The database is continually updated with information on security-clearance holders’ criminal and mental health history, financial information, drug and alcohol use, citizenship status, fingerprints, and other available biometric data. The system also keeps track of the clearance holder’s past residences and personal identifying and contact information for current and former spouses, relatives, associates, and roommates. This information is typically revealed during the background check process.
DOD’s internal threat system, along with the task force charged with analyzing the data, was created in accordance with an executive order President Barack Obama issued in 2011 aimed to protect classified materials. But while the initiative falls in line with national security precautions, it could have a negative effect on government transparency by making it difficult for future whistleblowers to come forward.
The Obama administration has been aggressive in pursuing those who leak information that could compromise national security. The administration has led eight prosecutions under the Espionage Act, compared to zero under the former President George W. Bush.
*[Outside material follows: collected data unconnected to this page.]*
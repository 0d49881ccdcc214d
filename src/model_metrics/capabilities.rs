//! Capability traits implemented by the metric categories that support them

use serde::{Deserialize, Serialize};

/// User-supplied custom metric reported alongside the built-in ones
#[derive(Clone, Debug, Default, PartialEq, Serialize, Deserialize)]
pub struct CustomMetric {
    #[serde(default, rename = "custom_metric_name")]
    pub name: Option<String>,
    #[serde(default, rename = "custom_metric_value")]
    pub value: Option<f64>,
}

/// GLM deviance statistics; present only for GLM-family models
#[derive(Clone, Debug, Default, PartialEq, Serialize, Deserialize)]
pub struct GlmStats {
    #[serde(default)]
    pub null_deviance: Option<f64>,
    #[serde(default)]
    pub residual_deviance: Option<f64>,
    #[serde(default)]
    pub null_degrees_of_freedom: Option<u64>,
    #[serde(default)]
    pub residual_degrees_of_freedom: Option<u64>,
    #[serde(default, rename = "AIC")]
    pub aic: Option<f64>,
}

/// Accessors shared by every category
pub trait Scored {
    /// Number of observations the metrics were computed on
    fn nobs(&self) -> u64;

    /// Custom metric as (name, value), if one was reported
    fn custom_metric(&self) -> Option<(&str, f64)>;
}

/// Squared-error measures
pub trait SquaredError {
    fn mse(&self) -> f64;

    fn rmse(&self) -> f64;
}

/// Residual error measures of regression models
pub trait ResidualError {
    fn mae(&self) -> f64;

    fn rmsle(&self) -> f64;

    fn mean_residual_deviance(&self) -> f64;
}

/// Log loss of probabilistic classifiers
pub trait LogLoss {
    fn logloss(&self) -> f64;
}

/// GLM deviance accessors
pub trait GlmDeviance {
    fn glm_stats(&self) -> &GlmStats;

    fn null_deviance(&self) -> Option<f64> {
        self.glm_stats().null_deviance
    }

    fn residual_deviance(&self) -> Option<f64> {
        self.glm_stats().residual_deviance
    }

    fn null_degrees_of_freedom(&self) -> Option<u64> {
        self.glm_stats().null_degrees_of_freedom
    }

    fn residual_degrees_of_freedom(&self) -> Option<u64> {
        self.glm_stats().residual_degrees_of_freedom
    }

    fn aic(&self) -> Option<f64> {
        self.glm_stats().aic
    }
}

impl CustomMetric {
    pub(crate) fn pair(&self) -> Option<(&str, f64)> {
        match (&self.name, self.value) {
            (Some(name), Some(value)) => Some((name.as_str(), value)),
            _ => None,
        }
    }
}

/// Implement `Scored` for a struct with `nobs` and `custom` fields
macro_rules! impl_scored {
    ($($ty:ty),+) => {
        $(
            impl $crate::model_metrics::Scored for $ty {
                fn nobs(&self) -> u64 {
                    self.nobs
                }

                fn custom_metric(&self) -> Option<(&str, f64)> {
                    self.custom.pair()
                }
            }
        )+
    };
}

/// Implement `SquaredError` for a struct with `mse` and `rmse` fields
macro_rules! impl_squared_error {
    ($($ty:ty),+) => {
        $(
            impl $crate::model_metrics::SquaredError for $ty {
                fn mse(&self) -> f64 {
                    self.mse
                }

                fn rmse(&self) -> f64 {
                    self.rmse
                }
            }
        )+
    };
}

pub(crate) use impl_scored;
pub(crate) use impl_squared_error;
But the crackdown has appeared to mainly apply to media leaks, while other national security breaches, such as the General David Petraeus case, aren’t punished as severely. That tendency has been correlated to the Defense Department’s internal culture. Former Pentagon inspector general John Crane went public in May about the agency’s mishandling of whistleblower cases, Defense One reported.
Crane filed charges asserting the Pentagon destroyed evidence and manipulated audits for whistleblower complaints in response to political pressure. At least one case has been forwarded to the Justice Department for further investigation.
But while intelligence and law enforcement agencies have supported the Obama Administration’s emphasis on national security protections, there is evidence of some internal dissent over the value of whistleblowers who leak information to the public.
Former U.S. Attorney General Eric Holder said Snowden did a “public service” in 2013 when he leaked classified NSA documents to media outlets. “We can certainly argue about the way in which Snowden did what he did, but I think that he actually performed a public service by raising the debate that we engaged in and by the changes that we made,” Holder told CNN.
Holder went on to say that Snowden’s behavior was inappropriate, illegal, and jeopardized national security, but his remarks highlight the government’s reluctance to recognize the potential good document leaks can have for the public.
As Snowden put it, “I’ve already said from the very first moment that if the government was willing to provide a fair trial, if I had access to public interest defenses and other things like that, I would want to come home and make my case to the jury. But, as I think you’re quite familiar, the Espionage Act does not permit a public interest defense. You’re not allowed to speak the word ‘whistleblower’ at trial.”